Il Comune di Termini aderisce alla 'Giornata della Pace'

In occasione dei festeggiamenti di San Francesco dello scorso 4 ottobre, il Comune di Termini Imerese ha inteso, con una delibera della Giunta Municipale, adeguarsi alla giornata della pace, della fraternità e del dialogo istituita con l. n. 24/2005 dal Parlamento italiano.
In onore dei Patroni speciali d’Italia San Francesco d’Assisi e Santa Caterina da Siena, il Parlamento italiano ha istituito infatti nel 2005, il “Riconoscimento del 4 ottobre quale solennità civile e giornata della pace, della fraternità e del dialogo tra appartenenti a culture e religioni diverse”. La legge 24/05 prevede la partecipazione sinergica tra Regioni, Province e Comuni secondo il programma diramato dal MIUR “Pace, fraternità e dialogo sui passi di Francesco”.
“La proposta ha l’intento di porre all’attenzione della società di oggi il grande messaggio trasmessoci da San Francesco – ha dichiarato il sindaco Totò Burrafato - l’invito a ricercare il confronto e il dialogo, cercando di controllare i sentimenti di odio e intolleranza che ancora oggi come nel Duecento, quando Francesco scrisse il Cantico delle creature, rendono difficile la convivenza tra popoli di culture e religione diverse”.

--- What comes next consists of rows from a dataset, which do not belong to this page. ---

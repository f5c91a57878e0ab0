//! Kernel status codes and their symbolic names.

use alloc::borrow::Cow;

use crate::hooks::status_text;

/// A status code reported by the kernel layer (an `NTSTATUS`).
///
/// The two high bits encode the severity: `0b00` success, `0b01`
/// informational, `0b10` warning and `0b11` error. Success and informational
/// codes are non-negative.
///
/// # Examples
///
/// ```
/// use causeway::KernelStatus;
///
/// assert!(KernelStatus::SUCCESS.is_success());
/// assert!(!KernelStatus::ACCESS_DENIED.is_success());
/// assert_eq!(KernelStatus::ACCESS_DENIED.name(), Some("STATUS_ACCESS_DENIED"));
/// assert_eq!(KernelStatus::from_bits(0xC000_0022), KernelStatus::ACCESS_DENIED);
/// ```
#[derive(Clone, Copy, PartialEq, Eq, Hash, PartialOrd, Ord, Default)]
pub struct KernelStatus(i32);

impl KernelStatus {
    /// `STATUS_SUCCESS`
    pub const SUCCESS: Self = Self::from_bits(0x0000_0000);
    /// `STATUS_TIMEOUT`
    pub const TIMEOUT: Self = Self::from_bits(0x0000_0102);
    /// `STATUS_PENDING`
    pub const PENDING: Self = Self::from_bits(0x0000_0103);
    /// `STATUS_NOT_ALL_ASSIGNED`
    pub const NOT_ALL_ASSIGNED: Self = Self::from_bits(0x0000_0106);
    /// `STATUS_BUFFER_OVERFLOW`
    pub const BUFFER_OVERFLOW: Self = Self::from_bits(0x8000_0005);
    /// `STATUS_NO_MORE_ENTRIES`
    pub const NO_MORE_ENTRIES: Self = Self::from_bits(0x8000_001A);
    /// `STATUS_UNSUCCESSFUL`
    pub const UNSUCCESSFUL: Self = Self::from_bits(0xC000_0001);
    /// `STATUS_NOT_IMPLEMENTED`
    pub const NOT_IMPLEMENTED: Self = Self::from_bits(0xC000_0002);
    /// `STATUS_INFO_LENGTH_MISMATCH`
    pub const INFO_LENGTH_MISMATCH: Self = Self::from_bits(0xC000_0004);
    /// `STATUS_INVALID_HANDLE`
    pub const INVALID_HANDLE: Self = Self::from_bits(0xC000_0008);
    /// `STATUS_INVALID_PARAMETER`
    pub const INVALID_PARAMETER: Self = Self::from_bits(0xC000_000D);
    /// `STATUS_NO_MEMORY`
    pub const NO_MEMORY: Self = Self::from_bits(0xC000_0017);
    /// `STATUS_ACCESS_DENIED`
    pub const ACCESS_DENIED: Self = Self::from_bits(0xC000_0022);
    /// `STATUS_BUFFER_TOO_SMALL`
    pub const BUFFER_TOO_SMALL: Self = Self::from_bits(0xC000_0023);
    /// `STATUS_OBJECT_NAME_INVALID`
    pub const OBJECT_NAME_INVALID: Self = Self::from_bits(0xC000_0033);
    /// `STATUS_OBJECT_NAME_NOT_FOUND`
    pub const OBJECT_NAME_NOT_FOUND: Self = Self::from_bits(0xC000_0034);
    /// `STATUS_OBJECT_PATH_NOT_FOUND`
    pub const OBJECT_PATH_NOT_FOUND: Self = Self::from_bits(0xC000_003A);
    /// `STATUS_OBJECT_PATH_SYNTAX_BAD`
    pub const OBJECT_PATH_SYNTAX_BAD: Self = Self::from_bits(0xC000_003B);
    /// `STATUS_SHARING_VIOLATION`
    pub const SHARING_VIOLATION: Self = Self::from_bits(0xC000_0043);
    /// `STATUS_IO_TIMEOUT`
    pub const IO_TIMEOUT: Self = Self::from_bits(0xC000_00B5);
    /// `STATUS_NOT_SUPPORTED`
    pub const NOT_SUPPORTED: Self = Self::from_bits(0xC000_00BB);
    /// `STATUS_CANCELLED`
    pub const CANCELLED: Self = Self::from_bits(0xC000_0120);
    /// `STATUS_CONNECTION_REFUSED`
    pub const CONNECTION_REFUSED: Self = Self::from_bits(0xC000_0236);

    /// Wraps a raw status code.
    #[inline]
    #[must_use]
    pub const fn new(code: i32) -> Self {
        Self(code)
    }

    /// Wraps a status code given by its unsigned bit pattern, the way the
    /// codes are usually written down.
    #[inline]
    #[must_use]
    pub const fn from_bits(bits: u32) -> Self {
        Self(bits as i32)
    }

    /// Returns the raw status code.
    #[inline]
    pub const fn raw(self) -> i32 {
        self.0
    }

    /// Returns the unsigned bit pattern of the status code.
    #[inline]
    pub const fn bits(self) -> u32 {
        self.0 as u32
    }

    /// Returns `true` for success and informational codes.
    #[inline]
    pub const fn is_success(self) -> bool {
        self.0 >= 0
    }

    /// Returns `true` for codes of error severity.
    #[inline]
    pub const fn is_error(self) -> bool {
        self.bits() >> 30 == 0b11
    }

    /// Returns the symbolic name of a well-known status code.
    pub fn name(self) -> Option<&'static str> {
        NAMES
            .binary_search_by_key(&self.bits(), |&(bits, _)| bits)
            .ok()
            .map(|index| NAMES[index].1)
    }

    /// Returns the description of the status.
    ///
    /// Codes in the built-in name table are described by their
    /// [`name`](Self::name). Other codes are passed to the registered
    /// [kernel text hook](crate::hooks::register_kernel_text_hook), and are
    /// described as empty if it does not know them either.
    pub fn text(self) -> Cow<'static, str> {
        match self.name() {
            Some(name) => Cow::Borrowed(name),
            None => status_text::kernel_text(self.0).map_or(Cow::Borrowed(""), Cow::Owned),
        }
    }
}

impl From<i32> for KernelStatus {
    #[inline]
    fn from(code: i32) -> Self {
        Self(code)
    }
}

impl core::fmt::Debug for KernelStatus {
    fn fmt(&self, f: &mut core::fmt::Formatter<'_>) -> core::fmt::Result {
        match self.name() {
            Some(name) => f.write_str(name),
            None => write!(f, "KernelStatus({:#010x})", self.bits()),
        }
    }
}

/// Symbolic names, sorted by bit pattern for binary search.
static NAMES: &[(u32, &str)] = &[
    (0x0000_0000, "STATUS_SUCCESS"),
    (0x0000_0102, "STATUS_TIMEOUT"),
    (0x0000_0103, "STATUS_PENDING"),
    (0x0000_0104, "STATUS_REPARSE"),
    (0x0000_0105, "STATUS_MORE_ENTRIES"),
    (0x0000_0106, "STATUS_NOT_ALL_ASSIGNED"),
    (0x8000_0005, "STATUS_BUFFER_OVERFLOW"),
    (0x8000_0006, "STATUS_NO_MORE_FILES"),
    (0x8000_001A, "STATUS_NO_MORE_ENTRIES"),
    (0xC000_0001, "STATUS_UNSUCCESSFUL"),
    (0xC000_0002, "STATUS_NOT_IMPLEMENTED"),
    (0xC000_0003, "STATUS_INVALID_INFO_CLASS"),
    (0xC000_0004, "STATUS_INFO_LENGTH_MISMATCH"),
    (0xC000_0005, "STATUS_ACCESS_VIOLATION"),
    (0xC000_0008, "STATUS_INVALID_HANDLE"),
    (0xC000_000D, "STATUS_INVALID_PARAMETER"),
    (0xC000_000F, "STATUS_NO_SUCH_FILE"),
    (0xC000_0010, "STATUS_INVALID_DEVICE_REQUEST"),
    (0xC000_0011, "STATUS_END_OF_FILE"),
    (0xC000_0017, "STATUS_NO_MEMORY"),
    (0xC000_0022, "STATUS_ACCESS_DENIED"),
    (0xC000_0023, "STATUS_BUFFER_TOO_SMALL"),
    (0xC000_0024, "STATUS_OBJECT_TYPE_MISMATCH"),
    (0xC000_0033, "STATUS_OBJECT_NAME_INVALID"),
    (0xC000_0034, "STATUS_OBJECT_NAME_NOT_FOUND"),
    (0xC000_0035, "STATUS_OBJECT_NAME_COLLISION"),
    (0xC000_0039, "STATUS_OBJECT_PATH_INVALID"),
    (0xC000_003A, "STATUS_OBJECT_PATH_NOT_FOUND"),
    (0xC000_003B, "STATUS_OBJECT_PATH_SYNTAX_BAD"),
    (0xC000_0043, "STATUS_SHARING_VIOLATION"),
    (0xC000_0056, "STATUS_DELETE_PENDING"),
    (0xC000_009A, "STATUS_INSUFFICIENT_RESOURCES"),
    (0xC000_00B5, "STATUS_IO_TIMEOUT"),
    (0xC000_00BB, "STATUS_NOT_SUPPORTED"),
    (0xC000_0120, "STATUS_CANCELLED"),
    (0xC000_0225, "STATUS_NOT_FOUND"),
    (0xC000_0236, "STATUS_CONNECTION_REFUSED"),
];

#[cfg(test)]
mod tests {
    use alloc::format;

    use super::*;

    #[test]
    fn test_name_table_is_sorted() {
        assert!(NAMES.windows(2).all(|pair| pair[0].0 < pair[1].0));
    }

    #[test]
    fn test_success_predicate() {
        assert!(KernelStatus::SUCCESS.is_success());
        assert!(KernelStatus::TIMEOUT.is_success());
        assert!(KernelStatus::NOT_ALL_ASSIGNED.is_success());
        assert!(!KernelStatus::BUFFER_OVERFLOW.is_success());
        assert!(!KernelStatus::NO_MORE_ENTRIES.is_success());
        assert!(!KernelStatus::CANCELLED.is_success());
    }

    #[test]
    fn test_severity() {
        assert!(KernelStatus::ACCESS_DENIED.is_error());
        assert!(!KernelStatus::BUFFER_OVERFLOW.is_error());
        assert!(!KernelStatus::SUCCESS.is_error());
    }

    #[test]
    fn test_named_constants_resolve() {
        let named = [
            KernelStatus::SUCCESS,
            KernelStatus::IO_TIMEOUT,
            KernelStatus::OBJECT_PATH_SYNTAX_BAD,
            KernelStatus::CONNECTION_REFUSED,
            KernelStatus::INFO_LENGTH_MISMATCH,
        ];
        for status in named {
            assert!(status.name().is_some(), "{status:?} has no name");
        }
        assert_eq!(KernelStatus::CANCELLED.name(), Some("STATUS_CANCELLED"));
    }

    #[test]
    fn test_unknown_code() {
        let unknown = KernelStatus::from_bits(0xC0DE_0001);
        assert_eq!(unknown.name(), None);
        assert_eq!(format!("{unknown:?}"), "KernelStatus(0xc0de0001)");
    }
}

La data del 4 ottobre rappresenta così un punto di riferimento volto a rendere possibile la pacifica convivenza tra i popoli. Questi temi così importanti e formativi vengono inculcati a partire dalla scuola dove i giovani possono essere educati ai valori della pace, della solidarietà e del dialogo.
“Il comune di Termini Imerese – ha dichiarato l’assessore alla Cultura Noemi Virzì (foto) - intende perciò sollecitare le scuole di ogni ordine e grado, a riflettere sul carattere educativo della ricorrenza, invitandole a promuovere adeguate attività educative e formative. Offrendo il proprio sostegno e la propria collaborazione alle istituzioni scolastiche, ma anche alle associazioni di volontariato presenti nel territorio, per organizzare eventi in grado di commemorare al meglio l’iniziativa del Parlamento italiano”.